Characterization of the Impact of Classical Cell‐culture Media on the Response of Electrochemical Sensors

Abstract Biocompatibility testing is usually performed through staining and imaging of cell lines. We propose here to monitor cytotoxicity through real‐time measurement of metabolites specifically issued from cell stress behaviour using a multiparametric electrochemical (bio)sensing platform. However, the composition of culture media varies widely according to the requirements of the utilized cell lines. This matter may have significant effects on the sensor's sensitivity. With this mind, the sensitivity of four electrochemical (bio)sensors (pH, hydrogen peroxide, nitric oxide/nitrite (NO and its by‐product) and lactate) is investigated in different cell culture media.
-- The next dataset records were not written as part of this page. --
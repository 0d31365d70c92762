//! Command-line tools for beanroot ledgers.
//!
//! - `beanroot-check`: load a ledger with its includes and plugins, report
//!   every error, and print the realized account balances
//!
//! # Example Usage
//!
//! ```bash
//! beanroot-check ledger.beancount
//! beanroot-check --no-cache --leaves-only ledger.beancount
//! RUST_LOG=beanroot_loader=debug beanroot-check ledger.beancount
//! ```

#![forbid(unsafe_code)]
#![warn(missing_docs)]

pub mod cmd;
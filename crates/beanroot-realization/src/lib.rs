//! Realization: the per-account balance tree.
//!
//! [`realize`] groups a chronological directive stream by account and folds
//! each account's postings through the booking engine, producing a tree of
//! [`RealAccount`] nodes rooted at the empty path.
//!
//! ```
//! use beanroot_core::{Amount, Directive, NaiveDate, Posting, Transaction};
//! use beanroot_realization::realize;
//! use rust_decimal_macros::dec;
//!
//! let date = NaiveDate::from_ymd_opt(2024, 5, 1).unwrap();
//! let entries = vec![Directive::Transaction(
//!     Transaction::new(date, "Dinner")
//!         .with_posting(Posting::new("Expenses:Restaurant", Amount::new(dec!(100), "CAD")))
//!         .with_posting(Posting::new("Assets:Cash", Amount::new(dec!(-100), "CAD"))),
//! )];
//!
//! let root = realize(&entries, &["Assets", "Expenses"]);
//! let cash = root.get("Assets:Cash").unwrap();
//! assert_eq!(cash.balance.units("CAD"), dec!(-100));
//! ```

#![forbid(unsafe_code)]
#![warn(missing_docs)]

mod balance;
mod real_account;
mod realize;

pub use balance::{
    compute_postings_balance, compute_postings_balance_checked, iterate_with_balance,
    BalanceStep, IterWithBalance, PostingSource,
};
pub use real_account::{IterChildren, RealAccount, RealPosting, RealizationError};
pub use realize::{
    compute_balance, dump_balances, group_by_account, realize, realize_with, Realization,
};
//! Native plugins users can declare with `plugin`.

use chrono::Local;
use std::collections::{BTreeMap, BTreeSet, HashSet};

use beanroot_core::{
    sort_directives, Amount, Directive, NaiveDate, Open, Price, Transaction,
};

use crate::{Plugin, PluginError, PluginInput, PluginOutput};

/// Opens every account that is used without an `open` directive.
///
/// The generated `open` is dated on the account's first use.
pub struct AutoAccountsPlugin;

impl Plugin for AutoAccountsPlugin {
    fn name(&self) -> &'static str {
        "auto_accounts"
    }

    fn process(&self, input: PluginInput<'_>) -> anyhow::Result<PluginOutput> {
        let mut opened: HashSet<&str> = HashSet::new();
        let mut first_use: BTreeMap<&str, NaiveDate> = BTreeMap::new();

        for directive in &input.directives {
            if let Directive::Open(open) = directive {
                opened.insert(&open.account);
            }
            for account in directive.accounts() {
                first_use.entry(account).or_insert_with(|| directive.date());
            }
        }

        let opens: Vec<Directive> = first_use
            .into_iter()
            .filter(|(account, _)| !opened.contains(account))
            .map(|(account, date)| Directive::Open(Open::new(date, account)))
            .collect();

        let mut directives = input.directives;
        directives.extend(opens);
        sort_directives(&mut directives);
        Ok(PluginOutput::unchanged(directives))
    }
}

/// Adds a `price` directive for each posting priced with `@`/`@@` or held
/// at a per-unit cost.
///
/// One price per (date, currency, price amount).
pub struct ImplicitPricesPlugin;

impl ImplicitPricesPlugin {
    fn prices(txn: &Transaction) -> Vec<(String, Amount)> {
        let mut prices = Vec::new();
        for posting in &txn.postings {
            let Some(units) = &posting.units else {
                continue;
            };
            if let Some(price) = posting.price.as_ref().and_then(|p| p.per_unit(units.number)) {
                prices.push((units.currency.clone(), price));
            } else if let Some(cost) = &posting.cost {
                if let (Some(number), Some(currency)) = (cost.number_per, &cost.currency) {
                    prices.push((units.currency.clone(), Amount::new(number, currency.clone())));
                }
            }
        }
        prices
    }
}

impl Plugin for ImplicitPricesPlugin {
    fn name(&self) -> &'static str {
        "implicit_prices"
    }

    fn process(&self, input: PluginInput<'_>) -> anyhow::Result<PluginOutput> {
        let mut seen: BTreeSet<(NaiveDate, String, Amount)> = BTreeSet::new();
        for directive in &input.directives {
            if let Directive::Price(price) = directive {
                seen.insert((price.date, price.currency.clone(), price.amount.clone()));
            }
        }

        let mut directives = Vec::with_capacity(input.directives.len());
        for directive in input.directives {
            let generated: Vec<Directive> = match &directive {
                Directive::Transaction(txn) => Self::prices(txn)
                    .into_iter()
                    .filter(|(currency, amount)| {
                        seen.insert((txn.date, currency.clone(), amount.clone()))
                    })
                    .map(|(currency, amount)| {
                        Directive::Price(Price {
                            date: txn.date,
                            currency,
                            amount,
                            meta: txn.meta.clone(),
                        })
                    })
                    .collect(),
                _ => Vec::new(),
            };
            directives.push(directive);
            directives.extend(generated);
        }
        sort_directives(&mut directives);
        Ok(PluginOutput::unchanged(directives))
    }
}

/// Drops transactions dated after a cutoff.
///
/// The cutoff is the ISO date given as configuration, or today.
pub struct FilterFuturePlugin;

impl Plugin for FilterFuturePlugin {
    fn name(&self) -> &'static str {
        "filter_future"
    }

    fn process(&self, input: PluginInput<'_>) -> anyhow::Result<PluginOutput> {
        let today = Local::now().date_naive();
        let (cutoff, errors) = match input.config.map(str::trim) {
            None | Some("") => (today, Vec::new()),
            Some(config) => match config.parse::<NaiveDate>() {
                Ok(date) => (date, Vec::new()),
                Err(_) => (
                    today,
                    vec![PluginError::new(
                        self.name(),
                        format!("invalid cutoff date {config:?}, using {today}"),
                    )],
                ),
            },
        };
        let directives = input
            .directives
            .into_iter()
            .filter(|d| !(matches!(d, Directive::Transaction(_)) && d.date() > cutoff))
            .collect();
        Ok(PluginOutput { directives, errors })
    }
}
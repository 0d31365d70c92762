//! Integration tests for realization.

use beanroot_booking::{BookingConfig, BookingError};
use beanroot_core::{Amount, BookingMethod, Cost, Directive, Inventory, Options, Posting, Position};
use beanroot_parser::parse;
use beanroot_realization::{
    compute_postings_balance, iterate_with_balance, realize, realize_with, RealAccount,
};
use proptest::prelude::*;
use rust_decimal_macros::dec;

fn entries(source: &str) -> Vec<Directive> {
    let result = parse(source, "test.beancount");
    assert!(result.errors.is_empty(), "{:?}", result.errors);
    result.directives
}

fn postings(source: &str) -> Vec<Posting> {
    entries(source)
        .iter()
        .filter_map(Directive::as_transaction)
        .flat_map(|t| t.postings.clone())
        .collect()
}

const MIXED: &str = r#"
2014-01-01 * "Deposit"
  Assets:Bank:Checking   300.00 USD
  Assets:Bank:Checking    33.97 USD
  Assets:Bank:Savings     17.23 CAD

2014-01-02 * "Buy"
  Assets:Broker           12 GOOG {45.203 USD}
  Assets:Broker           20 GOOG {45.203 USD}

2014-01-03 * "Wire"
  Assets:Bank:Euro     10000 EUR
  Assets:Bank:Euro      2000 EUR
"#;

#[test]
fn test_realize_empty_creates_top_accounts() {
    let options = Options::new();
    let root = realize(&[], &options.account_types());
    assert_eq!(root.len(), 5);
    for node in root.children() {
        assert!(node.is_empty());
        assert!(node.postings.is_empty());
        assert!(node.balance.is_empty());
    }
    assert!(root.get("Equity").is_some());
}

#[test]
fn test_realize_restaurant() {
    let ledger = entries(
        r#"
2014-01-01 open Expenses:Restaurant
2014-01-01 open Assets:Cash

2014-02-01 * "Dinner"
  Expenses:Restaurant   100 CAD
  Assets:Cash          -100 CAD
"#,
    );
    let root = realize(&ledger, &[]);

    let restaurant = root.get("Expenses:Restaurant").unwrap();
    assert_eq!(
        restaurant.balance,
        Inventory::from_iter([Position::simple(Amount::new(dec!(100), "CAD"))])
    );
    assert_eq!(restaurant.postings.len(), 2);

    let cash = root.get("Assets:Cash").unwrap();
    assert_eq!(
        cash.balance,
        Inventory::from_iter([Position::simple(Amount::new(dec!(-100), "CAD"))])
    );
    assert!(root.get("Expenses").unwrap().balance.is_empty());
}

#[test]
fn test_realize_iter_children_order() {
    let ledger = entries(
        r#"
2014-01-01 open Assets:US:Bank
2014-01-01 open Assets:CA:Cash
2014-01-01 open Income:Salary
2014-01-01 open Expenses:Food
"#,
    );
    let root = realize(&ledger, &[]);
    let paths: Vec<&str> = root.iter_children(false).map(RealAccount::account).collect();
    assert_eq!(
        &paths[..6],
        &["", "Assets", "Assets:CA", "Assets:CA:Cash", "Assets:US", "Assets:US:Bank"]
    );
}

#[test]
fn test_compute_postings_balance() {
    let inventory = compute_postings_balance(&postings(MIXED));
    let expected: Inventory = [
        Position::simple(Amount::new(dec!(333.97), "USD")),
        Position::simple(Amount::new(dec!(17.23), "CAD")),
        Position::with_cost(Amount::new(dec!(32), "GOOG"), Cost::new(dec!(45.203), "USD")),
        Position::simple(Amount::new(dec!(12000), "EUR")),
    ]
    .into_iter()
    .collect();
    assert_eq!(inventory, expected);
}

#[test]
fn test_booking_scenario() {
    let strict = entries(
        r#"
2014-01-01 open Assets:Broker
2014-01-02 * "Buy"
  Assets:Broker    10 GOOG {45 USD}
  Assets:Cash    -450 USD
2014-01-03 * "Sell"
  Assets:Broker    -4 GOOG
  Assets:Cash     180 USD
"#,
    );
    let realized = realize_with(&strict, &[], &BookingConfig::default());
    assert_eq!(realized.errors.len(), 1);
    assert!(matches!(
        realized.errors[0].error,
        BookingError::ExplicitLotRequired { .. }
    ));
    assert_eq!(
        realized.errors[0].location.as_ref().map(|l| l.lineno),
        Some(6)
    );

    let fifo = BookingConfig::default().with_method(BookingMethod::Fifo);
    let realized = realize_with(&strict, &[], &fifo);
    assert!(realized.errors.is_empty());
    let broker = realized.root.get("Assets:Broker").unwrap();
    let lot = Cost::new(dec!(45), "USD").with_date(strict[1].date());
    assert_eq!(
        broker.balance,
        Inventory::from_iter([Position::with_cost(Amount::new(dec!(6), "GOOG"), lot)])
    );
}

#[test]
fn test_iterate_with_balance() {
    let ledger = entries(
        r#"
2014-01-01 open Assets:Cash
2014-01-02 * "Withdraw"
  Assets:Cash    20 USD
  Assets:Cash    30 USD
  Assets:Bank   -50 USD
2014-01-03 * "Lunch"
  Assets:Cash   -12 USD
  Expenses:Food  12 USD
"#,
    );
    let root = realize(&ledger, &[]);
    let cash = root.get("Assets:Cash").unwrap();
    let steps: Vec<_> = iterate_with_balance(&cash.postings).collect();
    assert_eq!(steps.len(), 3);
    assert!(steps[0].postings.is_empty());
    assert_eq!(steps[1].postings.len(), 2);
    assert_eq!(steps[1].change.units("USD"), dec!(50));
    assert_eq!(steps[2].balance.units("USD"), dec!(38));
    assert_eq!(steps[2].balance, cash.balance);
}

proptest! {
    #[test]
    fn test_compute_postings_balance_ignores_order(
        shuffled in Just(postings(MIXED)).prop_shuffle()
    ) {
        prop_assert_eq!(
            compute_postings_balance(&shuffled),
            compute_postings_balance(&postings(MIXED))
        );
    }
}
The main culture media studied were Minimum Essential Medium Eagle (MEM), Dulbecco's Modified Eagle Medium (DMEM), Williams’ Medium E and RPMI 1640 medium that were the recommended culture media for the cell types to be monitored. This work shows the impact of the different cell culture media on the performances of the different sensors (limit of detection, sensitivity, selectivity, response time and dynamic range). More particularly, FBS strongly impacts the response of the amperometric (bio)sensors. Then, cellular viability testing was effected within optimized medium (FBS content) for electrochemical sensor read‐outs in the case of short‐term cultures (one day) devoted to cytotoxicity testing. Real‐time electrochemical monitoring provides important additional information about cell behaviour during biocompatibility testing that might be further implemented in different settings including pharmaceutical efficacy and biomaterials applications.